Surrogacy—the act of using a surrogate to conceive and bear a child—is on the rise around the world. Defenders of this practice say that everyone benefits from it. But a U.S. woman named Annie (a pseudonym) found out what happens when the relationship between a surrogate and the couple who hope to raise the child goes wrong.

Surrogacy made so much sense to Annie at first. Following a series of bereavements, she and her husband, Pat, felt the need to “bring life into the world again,” she says.

“Pat’s brother passed unexpectedly, and then my cousin, who was like a mom to me, followed by Pat’s cousin, who was found dead in a hotel room; my great uncle; then my aunt,” Annie says. “All of this happened in the span of a year.”

She had four children from a previous marriage, but an ectopic pregnancy left her unable to conceive naturally again. Annie, in her late 30s at the time, was advised to try in vitro fertilization (IVF). She and Pat couldn’t afford that, however.

The couple wasn’t poor, “but time was a factor for us, and we didn’t think that we would be able to come up with that amount of money in a short amount of time,” Annie says.

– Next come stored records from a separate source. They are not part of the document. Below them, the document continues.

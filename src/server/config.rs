//! Server configuration loaded from the process environment.

use thiserror::Error;

const DEFAULT_DATABASE_URL: &str = "sqlite://music_library.db?mode=rwc";
const DEFAULT_PORT: u16 = 3000;

#[derive(Debug, Error)]
pub enum ConfigError {
    /// The signing secret is a startup precondition: with no secret every
    /// token verification would fail, so the process refuses to start.
    #[error("JWT_SECRET is not set; refusing to start with unverifiable tokens")]
    MissingJwtSecret,
    #[error("SERVER_PORT is not a valid port: {0}")]
    InvalidPort(String),
}

/// Runtime configuration for the server process.
#[derive(Debug, Clone)]
pub struct ServerConfig {
    pub database_url: String,
    pub jwt_secret: String,
    pub port: u16,
}

impl ServerConfig {
    /// Read configuration from the environment.
    ///
    /// `JWT_SECRET` is required. `DATABASE_URL` defaults to a local SQLite
    /// file created on demand, `SERVER_PORT` defaults to 3000.
    pub fn from_env() -> Result<Self, ConfigError> {
        let jwt_secret = std::env::var("JWT_SECRET").map_err(|_| ConfigError::MissingJwtSecret)?;

        let database_url = std::env::var("DATABASE_URL").unwrap_or_else(|_| {
            tracing::warn!("DATABASE_URL not set, using {}", DEFAULT_DATABASE_URL);
            DEFAULT_DATABASE_URL.to_string()
        });

        let port = match std::env::var("SERVER_PORT") {
            Ok(raw) => raw.parse::<u16>().map_err(|_| ConfigError::InvalidPort(raw))?,
            Err(_) => DEFAULT_PORT,
        };

        Ok(Self {
            database_url,
            jwt_secret,
            port,
        })
    }
}
//! Authentication and user-administration handlers.

pub mod admin;
pub mod login;
pub mod logout;
pub mod password;
pub mod signup;
pub mod types;

pub use admin::{add_user, delete_user, list_users};
pub use login::login;
pub use logout::logout;
pub use password::update_password;
pub use signup::signup;
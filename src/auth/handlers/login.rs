//! Login handler for `POST /api/v1/login`.
//!
//! Unknown email and wrong password both answer 401 with the same message,
//! so a caller cannot probe which addresses are registered.

use axum::extract::State;
use axum::http::StatusCode;
use bcrypt::verify;
use serde_json::json;

use crate::auth::handlers::types::LoginRequest;
use crate::auth::sessions::issue_token;
use crate::auth::users::get_user_by_email;
use crate::envelope::ApiSuccess;
use crate::error::ApiError;
use crate::extract::ApiJson;
use crate::server::state::AppState;

pub async fn login(
    State(state): State<AppState>,
    ApiJson(request): ApiJson<LoginRequest>,
) -> Result<ApiSuccess, ApiError> {
    let (email, password) = request.validate()?;

    let user = get_user_by_email(&state.pool, &email)
        .await?
        .ok_or_else(|| {
            tracing::warn!("login rejected: unknown email");
            ApiError::unauthenticated("Unauthorized Access")
        })?;

    if !verify(&password, &user.password_hash)? {
        tracing::warn!("login rejected: wrong password for {}", user.user_id);
        return Err(ApiError::unauthenticated("Unauthorized Access"));
    }

    let token = issue_token(&state.token_keys, user.user_id, user.role)
        .map_err(|e| ApiError::internal(format!("token signing failed: {e}")))?;

    tracing::info!("user logged in: {}", user.user_id);

    Ok(ApiSuccess::with_data(
        StatusCode::OK,
        json!({ "token": token }),
        "Login successful.",
    ))
}
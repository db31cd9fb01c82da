//! Artists: model, queries, and HTTP handlers.

pub mod db;
pub mod handlers;
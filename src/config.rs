use std::{env, net::SocketAddr, path::PathBuf};

use config::{Config, Environment, File};
use serde::Deserialize;

use crate::error::Result;

/// Application configuration.
#[derive(Debug, Clone, Deserialize)]
pub struct AppConfig {
    pub server: ServerConfig,
    pub database: DatabaseConfig,
}

#[derive(Debug, Clone, Deserialize)]
pub struct ServerConfig {
    /// HTTP bind address
    pub address: SocketAddr,
}

#[derive(Debug, Clone, Deserialize)]
pub struct DatabaseConfig {
    /// SQLite database file
    pub path: PathBuf,
}

const CONFIG_PATH_ENV: &str = "LIBRARY_CONFIG_PATH";
const ENV_PREFIX: &str = "LIBRARY";

const DEFAULT_ADDRESS: &str = "0.0.0.0:8080";
const DEFAULT_DATABASE_PATH: &str = "./library.db";

impl AppConfig {
    /// Loads configuration from defaults, an optional file named by
    /// `LIBRARY_CONFIG_PATH`, and `LIBRARY__*` style environment variables,
    /// in increasing precedence.
    ///
    /// # Errors
    ///
    /// Returns an error if the file cannot be parsed or a value has the
    /// wrong type.
    pub fn load() -> Result<Self> {
        let mut builder = Config::builder()
            .set_default("server.address", DEFAULT_ADDRESS)?
            .set_default("database.path", DEFAULT_DATABASE_PATH)?;

        if let Ok(path) = env::var(CONFIG_PATH_ENV) {
            builder = builder.add_source(File::with_name(&path).required(false));
        }

        builder = builder.add_source(Environment::with_prefix(ENV_PREFIX).separator("__"));

        Ok(builder.build()?.try_deserialize()?)
    }
}
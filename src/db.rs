use rusqlite::Connection;
use std::fs;
use std::path::Path;

use crate::error::Result;

const SCHEMA_SQL: &str = "
    CREATE TABLE IF NOT EXISTS books (
        isbn TEXT PRIMARY KEY,
        title TEXT NOT NULL,
        subtitle TEXT,
        year INTEGER,
        imgURL TEXT
    );

    CREATE TABLE IF NOT EXISTS authors (
        id INTEGER PRIMARY KEY AUTOINCREMENT,
        name TEXT NOT NULL
    );

    CREATE TABLE IF NOT EXISTS book_authors (
        book_isbn TEXT NOT NULL,
        author_id INTEGER NOT NULL,
        FOREIGN KEY (book_isbn) REFERENCES books(isbn),
        FOREIGN KEY (author_id) REFERENCES authors(id),
        PRIMARY KEY (book_isbn, author_id)
    );
";

/// Opens the database file at `path`, creating it and its directory if
/// needed, and makes sure the catalog tables exist.
pub fn open_db(path: &Path) -> Result<Connection> {
    if let Some(dir) = path.parent() {
        if !dir.as_os_str().is_empty() && !dir.exists() {
            fs::create_dir_all(dir)?;
        }
    }

    let conn = Connection::open(path)?;
    prepare(&conn)?;
    Ok(conn)
}

/// Same as [`open_db`] but backed by a private in-memory database.
pub fn open_in_memory() -> Result<Connection> {
    let conn = Connection::open_in_memory()?;
    prepare(&conn)?;
    Ok(conn)
}

fn prepare(conn: &Connection) -> Result<()> {
    conn.execute_batch("PRAGMA foreign_keys = ON;")?;
    ensure_schema(conn)
}

/// Creates `books`, `authors` and `book_authors` if they are missing.
///
/// Safe to run on every startup; existing tables and rows are untouched.
/// There is no versioning, a changed table definition is not migrated.
pub fn ensure_schema(conn: &Connection) -> Result<()> {
    conn.execute_batch(SCHEMA_SQL)?;
    Ok(())
}
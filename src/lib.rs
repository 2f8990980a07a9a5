use tokio::net::TcpListener;
use tracing_subscriber::EnvFilter;

pub mod authors;
pub mod books;
pub mod config;
pub mod db;
pub mod error;
pub mod models;
pub mod routes;

use crate::books::Library;
use crate::config::AppConfig;
use crate::error::Result;

fn init_logging() {
  // `log` records from this crate are bridged into the same subscriber
  let filter = EnvFilter::try_from_default_env().unwrap_or_else(|_| EnvFilter::new("info"));
  let _ = tracing_subscriber::fmt().with_env_filter(filter).try_init();
}

/// Opens the catalog and serves HTTP until Ctrl-C.
///
/// The database is opened and its schema ensured before the listener is
/// bound; if that fails nothing is served.
pub async fn serve(config: AppConfig) -> Result<()> {
  let library = Library::open(&config.database.path)?;
  log::info!("opened database at {}", config.database.path.display());

  let app = routes::router(library);
  let listener = TcpListener::bind(config.server.address).await?;
  log::info!("listening on {}", config.server.address);

  axum::serve(listener, app)
    .with_graceful_shutdown(shutdown_signal())
    .await?;

  log::info!("server stopped");
  Ok(())
}

async fn shutdown_signal() {
  if let Err(err) = tokio::signal::ctrl_c().await {
    log::warn!("failed to listen for ctrl-c: {}", err);
    std::future::pending::<()>().await;
  }
}

pub fn run() {
  init_logging();

  let result = AppConfig::load().and_then(|config| {
    tokio::runtime::Builder::new_multi_thread()
      .enable_all()
      .build()?
      .block_on(serve(config))
  });

  if let Err(err) = result {
    log::error!("library server failed: {}", err);
    std::process::exit(1);
  }
}
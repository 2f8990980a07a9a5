fn main() {
  library_lib::run()
}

She was aware of women being hired as surrogates, from the media and through word of mouth. “I began to wonder if that was a good way to pay for the IVF.”

Surrogacy involves inseminating or implanting an embryo into a woman’s uterus. Immediately after giving birth, the surrogate mother is required to give the child to the commissioning parents. Since the 1970s, more than 25,000 babies have been born in the U.S. through surrogacy.

There are two types of surrogacy: altruistic, in which the birth mother bears a baby for another couple simply as a gesture of kindness, and commercial, in which the surrogate is paid.

In the U.K., Canada and Australia, altruistic surrogacy is permitted, but commercial surrogacy is against the law. By contrast, all surrogacy is illegal in France, Germany and Italy. Commercial surrogacy is legal in a number of U.S. states, including California, Illinois, Arkansas, Maryland, Oregon and New Hampshire, as well as Washington D.C., and in New Jersey and Washington, commercial surrogacy laws go into effect this year. But even in states that outlaw commercial surrogacy, payment can be made by way of covering expenses and loss of earnings, which can amount to a full-time salary. In Iowa, for example, surrogates receive between $30,000 to $35,000, plus expenses.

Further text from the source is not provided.